October 7th was better than expected. I didn't cry as much as I thought I would, although I still cried quite a bit at the end of the day. But all in all, it was very enjoyable. We starting things off at the Steelhead diner; a classy bar tucked away in the back alleys of Pike's Place. There we sat out on the balcony listening to the street performers singing below in the bustling brick alleyway as we ate caviar and crab cakes. My husband sipped away at his usual martini with olives, laughing from time to time as I would quiver with each taste of my mandarin vodka. It has been awhile since I had a hard drink so the burn was more intense than I remembered.
When we had finished eating like royalty, we walked around, bathing in the sites and sounds of the lively market. With our keepsake necklaces on, and Joey in our heart, we cherished our family outing. That night, we dined at the top of the Space Needle. The view was spectacular and once again we stuffed ourselves with some of the greatest things Seattle cuisine has to offer. But as we toasted to Joey and to two years of marriage, a beautiful thing happened. As we looked out over the Elliott Bay, the sky gray with clouds broke apart shooting down two beams of sunlight across the water. It was breathtaking. At that moment the waitress came up and looked out the window. "Hu...well this is unexpected." she exclaimed, "They said it was supposed to get worse before it got better, and yet here it is getting sunnier!"

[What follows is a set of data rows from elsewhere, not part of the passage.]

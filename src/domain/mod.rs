//! Domain layer public interface.
//!
//! This module defines the queue abstraction the dispatcher and worker are
//! written against. It is independent of any concrete queue service.
//!
//! All domain consumers must import symbols via this module, not by
//! referencing individual files directly.

mod queue;

// --- Queue domain re-exports ---

pub use queue::{
    //
    clamp_delay,
    queue_name_from_arn,
    queue_name_from_url,
    Delivery,
    DeliveryAttributes,
    Queue,
    QueueBase,
    QueueConfig,
    QueuePtr,
    ReceiptHandle,
    ReceiveOptions,
    DEFAULT_RETENTION,
    MAX_DELAY,
    MAX_PADDING_BYTES,
};
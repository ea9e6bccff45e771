//! Pluggable per-request work.

use async_trait::async_trait;

use crate::{RequestEnvelope, Result};

/// Work done by the worker between receiving a request and publishing its
/// response.
///
/// An error fails the request: no response is published and the request is
/// reported as a batch failure, so the queue redelivers it later.
#[async_trait]
pub trait Processor: Send + Sync {
    async fn process(&self, request: &RequestEnvelope) -> Result<()>;
}

/// Does nothing; the response is an echo of the request identity.
#[derive(Debug, Clone, Copy, Default)]
pub struct PassThrough;

#[async_trait]
impl Processor for PassThrough {
    async fn process(&self, _request: &RequestEnvelope) -> Result<()> {
        Ok(())
    }
}
use thiserror::Error;

/// Errors produced by dispatch, the worker and the queue implementations.
///
/// Every variant except [`RpcError::MalformedResponse`] and
/// [`RpcError::ReceiptInvalid`] is terminal for the operation that raised
/// it. Those two are absorbed inside the poll loop.
#[derive(Error, Debug)]
pub enum RpcError {
    /// Required endpoint or identity is not configured.
    ///
    /// Raised before any queue interaction is attempted.
    #[error("missing configuration: {0}")]
    MissingConfig(String),

    /// Caller or inbound payload is malformed.
    #[error("invalid input: {0}")]
    InvalidInput(String),

    /// The computed wait budget is zero; nothing was published.
    #[error("deadline too close")]
    DeadlineTooClose,

    /// Publishing to a queue failed.
    ///
    /// On the dispatcher side the poll phase is never entered. On the
    /// worker side the inbound delivery stays unacknowledged.
    #[error("send message: {0}")]
    Publish(String),

    /// A poll read failed for a reason other than the deadline.
    #[error("receive message: {0}")]
    ChannelRead(String),

    /// The deadline elapsed before a matching response arrived.
    ///
    /// The outcome of the request is unknown: the worker may still run and
    /// its response is orphaned.
    #[error("request timed out")]
    Timeout,

    /// A response body could not be parsed.
    #[error("malformed response: {0}")]
    MalformedResponse(String),

    /// A receipt handle no longer refers to the current lease on a message.
    #[error("receipt handle is no longer valid")]
    ReceiptInvalid,

    /// JSON serialization or deserialization failed.
    #[error("serialization error: {0}")]
    Serialization(#[from] serde_json::Error),

    /// The queue handle was closed; no further operation will succeed.
    #[error("queue {0} closed")]
    Closed(String),

    /// Queue backend failure (connection, unknown backend).
    #[error("transport error: {0}")]
    Transport(String),
}

/// Caller-visible outcome class.
#[derive(Debug, Clone, Copy, PartialEq, Eq, serde::Serialize, serde::Deserialize)]
#[serde(rename_all = "UPPERCASE")]
pub enum ApiStatus {
    Ok,
    Timeout,
    Error,
}

impl RpcError {
    // ---
    /// Outcome class for the caller.
    ///
    /// Only `Timeout` and `DeadlineTooClose` report `TIMEOUT`; callers treat
    /// those as "outcome unknown" rather than "known failure".
    pub fn status(&self) -> ApiStatus {
        // ---
        match self {
            RpcError::Timeout | RpcError::DeadlineTooClose => ApiStatus::Timeout,
            _ => ApiStatus::Error,
        }
    }

    /// HTTP status code reported to the caller.
    pub fn http_status(&self) -> u16 {
        // ---
        match self {
            RpcError::Timeout | RpcError::DeadlineTooClose => 504,
            RpcError::Publish(_) => 502,
            RpcError::InvalidInput(_) => 400,
            _ => 500,
        }
    }
}

/// Result type alias for queue and dispatch operations.
pub type Result<T> = std::result::Result<T, RpcError>;

#[cfg(test)]
mod tests {
    // ---
    use super::*;

    #[test]
    fn timeout_and_deadline_map_to_timeout_status() {
        // ---
        assert_eq!(RpcError::Timeout.status(), ApiStatus::Timeout);
        assert_eq!(RpcError::DeadlineTooClose.status(), ApiStatus::Timeout);
        assert_eq!(RpcError::Timeout.http_status(), 504);
        assert_eq!(RpcError::DeadlineTooClose.http_status(), 504);
    }

    #[test]
    fn failures_map_to_error_codes() {
        // ---
        let publish = RpcError::Publish("boom".into());
        assert_eq!(publish.status(), ApiStatus::Error);
        assert_eq!(publish.http_status(), 502);

        assert_eq!(RpcError::InvalidInput("x".into()).http_status(), 400);
        assert_eq!(RpcError::MissingConfig("x".into()).http_status(), 500);
        assert_eq!(RpcError::ChannelRead("x".into()).http_status(), 500);
    }

    #[test]
    fn status_serializes_uppercase() {
        // ---
        let s = serde_json::to_string(&ApiStatus::Timeout).unwrap();
        assert_eq!(s, "\"TIMEOUT\"");
    }
}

My husband looked over at me with tears in his eyes. "It's Joey." he whispered. A lump caught in my throat. It's true, from the day we gave birth to Joey, the sun has shown up every time we've needed him (which, if you lived here in Washington you'd know just how rare that really is!). It was the sun shining in my hospital window during what was otherwise a rainy day that told me Joey was already in a safe place even before his body came into this world. My husband was right, I could feel it in my heart...Joey was there with us.
That night we lit Joey's candle, the one we had for his memorial, and looked through his memory box. We cried and held each other for awhile until it was time to put our keepsake necklaces to bed and blow out Joey's candle.

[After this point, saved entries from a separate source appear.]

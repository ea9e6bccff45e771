use std::sync::{Arc, Mutex};
use std::time::Duration;

use async_trait::async_trait;
use tokio::time::Instant;

use mom_sync::{
    //
    create_memory_queue_with_broker,
    ApiStatus,
    DispatchRequest,
    Dispatcher,
    MemoryBroker,
    PollConfig,
    Processor,
    QueueConfig,
    QueuePtr,
    RelayConfig,
    RequestEnvelope,
    Result,
    RpcError,
    Worker,
    WorkerHandle,
};

/// Dispatcher and worker wired to a private broker.
struct Relay {
    // ---
    broker: Arc<MemoryBroker>,
    push: QueuePtr,
    replies: QueuePtr,
    dispatcher: Dispatcher,
    config: Arc<RelayConfig>,
}

impl Relay {
    // ---
    async fn new() -> Result<Self> {
        // ---
        let broker = MemoryBroker::new();
        let push =
            create_memory_queue_with_broker(QueueConfig::new("memory://push", "push"), broker.clone())
                .await?;
        let replies = create_memory_queue_with_broker(
            QueueConfig::new("memory://replies", "replies"),
            broker.clone(),
        )
        .await?;

        let config = Arc::new(
            RelayConfig::new("memory://push", "memory://replies")
                .with_region("local")
                .with_poll(PollConfig {
                    wait_time: Duration::from_millis(50),
                    ..PollConfig::default()
                }),
        );
        let dispatcher = Dispatcher::new(config.clone(), push.clone(), replies.clone());

        Ok(Self {
            broker,
            push,
            replies,
            dispatcher,
            config,
        })
    }

    fn start_worker(&self, processor: Option<Arc<dyn Processor>>) -> WorkerHandle {
        // ---
        let worker = match processor {
            Some(p) => Worker::with_processor(self.config.clone(), self.replies.clone(), p),
            None => Worker::new(self.config.clone(), self.replies.clone()),
        };
        worker.spawn(self.push.clone())
    }
}

/// Remembers every request it sees.
#[derive(Default)]
struct Recorder {
    seen: Mutex<Vec<RequestEnvelope>>,
}

#[async_trait]
impl Processor for Recorder {
    async fn process(&self, request: &RequestEnvelope) -> Result<()> {
        self.seen.lock().unwrap().push(request.clone());
        Ok(())
    }
}

fn wait(ms: u64) -> DispatchRequest {
    DispatchRequest {
        max_wait: Some(Duration::from_millis(ms)),
        ..DispatchRequest::default()
    }
}

#[tokio::test]
async fn dispatch_gets_its_own_response_and_leaves_others() -> Result<()> {
    // ---
    init_logging();

    let relay = Relay::new().await?;
    relay
        .replies
        .send(r#"{"id":"xyz","runId":"other-run"}"#.into(), Duration::ZERO)
        .await?;
    let worker = relay.start_worker(None);

    let out = relay.dispatcher.dispatch(wait(2_000), None).await?;
    worker.shutdown().await?;

    assert_ne!(out.id, "xyz");
    assert!(out.run_id.starts_with("run-"));
    assert_eq!(out.region, "local");
    assert_eq!(out.push_queue_name, "push");
    assert_eq!(out.receive_queue_name, "replies");
    assert!(out.sqs_approx_receive_count >= 1);
    assert!(out.worker_receive_unix_nano >= out.send_start_unix_nano);

    // The foreign response is still there for its owner; the request was
    // acknowledged.
    assert_eq!(relay.broker.message_count("replies"), 1);
    assert_eq!(relay.broker.message_count("push"), 0);
    Ok(())
}

#[tokio::test]
async fn concurrent_dispatches_each_get_their_own_response() -> Result<()> {
    // ---
    init_logging();

    let relay = Relay::new().await?;
    let worker = relay.start_worker(None);

    let mut handles = Vec::new();
    for i in 0..10 {
        let dispatcher = relay.dispatcher.clone();
        handles.push(tokio::spawn(async move {
            let request = DispatchRequest {
                run_id: Some(format!("run-{i}")),
                ..wait(5_000)
            };
            dispatcher.dispatch(request, None).await
        }));
    }

    let mut ids = std::collections::HashSet::new();
    for (i, handle) in handles.into_iter().enumerate() {
        let out = handle.await.expect("dispatch task panicked")?;
        assert_eq!(out.run_id, format!("run-{i}"));
        assert!(ids.insert(out.id));
    }
    worker.shutdown().await?;

    assert_eq!(ids.len(), 10);
    assert_eq!(relay.broker.message_count("replies"), 0);
    Ok(())
}

#[tokio::test]
async fn malformed_response_is_discarded() -> Result<()> {
    // ---
    init_logging();

    let relay = Relay::new().await?;
    for body in ["{not json", "[]", r#"["abc","run-1"]"#] {
        relay.replies.send(body.into(), Duration::ZERO).await?;
    }
    let worker = relay.start_worker(None);

    relay.dispatcher.dispatch(wait(2_000), None).await?;
    worker.shutdown().await?;

    assert_eq!(relay.broker.message_count("replies"), 0);
    Ok(())
}

#[tokio::test]
async fn duplicate_response_is_orphaned_and_ignored() -> Result<()> {
    // ---
    init_logging();

    let relay = Relay::new().await?;
    let recorder = Arc::new(Recorder::default());
    let worker = relay.start_worker(Some(recorder.clone()));

    let first = relay.dispatcher.dispatch(wait(2_000), None).await?;

    // Redeliver the same request: the worker answers it a second time.
    let replayed = recorder.seen.lock().unwrap()[0].clone();
    assert_eq!(replayed.id, first.id);
    relay
        .push
        .send(serde_json::to_string(&replayed)?, Duration::ZERO)
        .await?;

    let second = relay.dispatcher.dispatch(wait(2_000), None).await?;
    worker.shutdown().await?;

    assert_ne!(first.id, second.id);
    assert_eq!(recorder.seen.lock().unwrap().len(), 3);
    // Only the duplicate answer to the first request remains.
    assert_eq!(relay.broker.message_count("replies"), 1);
    Ok(())
}

#[tokio::test]
async fn api_times_out_without_worker() -> Result<()> {
    // ---
    init_logging();

    let relay = Relay::new().await?;
    let started = Instant::now();

    let reply = relay
        .dispatcher
        .handle_api(r#"{"maxWaitMs":50}"#, None)
        .await;
    let response = reply.response()?;

    assert_eq!(reply.status_code, 504);
    assert_eq!(response.status, ApiStatus::Timeout);
    // Bounded by the budget plus one read wait (50ms) and some slack.
    let read_wait = relay.config.poll.wait_time.as_millis() as i64;
    assert!(response.total_ms >= 50);
    assert!(
        response.total_ms <= 50 + read_wait + 50,
        "took {}ms",
        response.total_ms
    );
    assert!(started.elapsed() < Duration::from_millis(300));
    assert!(response.output.is_none());
    assert!(response.error.is_some());

    // The request was published; its outcome is unknown.
    assert_eq!(relay.broker.message_count("push"), 1);
    Ok(())
}

#[tokio::test]
async fn api_refuses_when_host_deadline_is_too_close() -> Result<()> {
    // ---
    init_logging();

    let relay = Relay::new().await?;
    let reply = relay
        .dispatcher
        .handle_api("", Some(Instant::now() + Duration::from_millis(100)))
        .await;

    assert_eq!(reply.status_code, 504);
    assert_eq!(reply.response()?.status, ApiStatus::Timeout);
    assert_eq!(relay.broker.message_count("push"), 0);
    Ok(())
}

#[tokio::test]
async fn api_round_trip_and_bad_input() -> Result<()> {
    // ---
    init_logging();

    let relay = Relay::new().await?;
    let worker = relay.start_worker(None);

    let ok = relay
        .dispatcher
        .handle_api(
            r#"{"runId":"api-run","messageBodyBytes":128,"delaySeconds":-5,"maxWaitMs":2000}"#,
            None,
        )
        .await;
    let bad = relay.dispatcher.handle_api("{oops", None).await;
    let huge = relay
        .dispatcher
        .handle_api(r#"{"messageBodyBytes":9223372036854775807,"maxWaitMs":2000}"#, None)
        .await;
    worker.shutdown().await?;

    assert_eq!(ok.status_code, 200);
    let response = ok.response()?;
    assert_eq!(response.status, ApiStatus::Ok);
    let output = response.output.expect("output on success");
    assert_eq!(output.run_id, "api-run");

    assert_eq!(huge.status_code, 200, "{}", huge.body);

    assert_eq!(bad.status_code, 400);
    assert_eq!(bad.response()?.status, ApiStatus::Error);
    Ok(())
}

#[tokio::test]
async fn closed_reply_queue_is_a_read_error() -> Result<()> {
    // ---
    init_logging();

    let relay = Relay::new().await?;
    relay.replies.close().await?;

    let err = relay.dispatcher.dispatch(wait(500), None).await.unwrap_err();
    assert!(matches!(err, RpcError::ChannelRead(_)), "{err}");
    Ok(())
}

#[cfg(feature = "logging")]
mod imp {
    use std::sync::Once;

    static INIT: Once = Once::new();

    pub fn init() {
        INIT.call_once(|| {
            let _ = tracing_subscriber::fmt()
                .with_env_filter(tracing_subscriber::EnvFilter::from_default_env())
                .with_test_writer()
                .try_init();
        });
    }
}

#[cfg(not(feature = "logging"))]
mod imp {
    #[inline]
    pub fn init() {}
}

pub fn init_logging() {
    imp::init();
}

The days to follow were oddly calming. I have felt such a sense of peace since the celebration of Joey's due date. In fact, I've even felt better about trying again for another baby. I didn't entirely understand why until my husband explained: "You probably feel more at ease now because you finally carried Joey for the full 9 months. You couldn't physically carry him that whole time, but you've been carrying him in your heart and in your thoughts. You did it, Tiny. You've carried him full term." I couldn't believe how much peace I felt from that. I didn't have the ability and luxury of carrying him to full term like every other mom can, but I did what I could to honor my son. Now that I have...I truly feel like I can move forward wholeheartedly.
Now, as we have been trying, my conscience has been clear which, in turn, has made things a lot more fun if you catch my drift. I really feel like this month might be the month. I can't really explain why except to say that I feel like I've given myself the okay to move on. Joey is safe, playing up in heaven, watching over us (although I get the feeling he might be a bit distracted at the moment with his toys, as he should be ^_^) and so I'm okay with letting him be. I will always hold him in my heart, but I don't need to carry him anymore.
So now the days continue on. The flickering flame of hope has burst into a full blown fire! My son is happy and safe, and I feel absolutely excited to be pregnant again. I'm okay now with welcoming in a new life. Because deep down I'll always know that, where there is Sunshine, Joey is there too.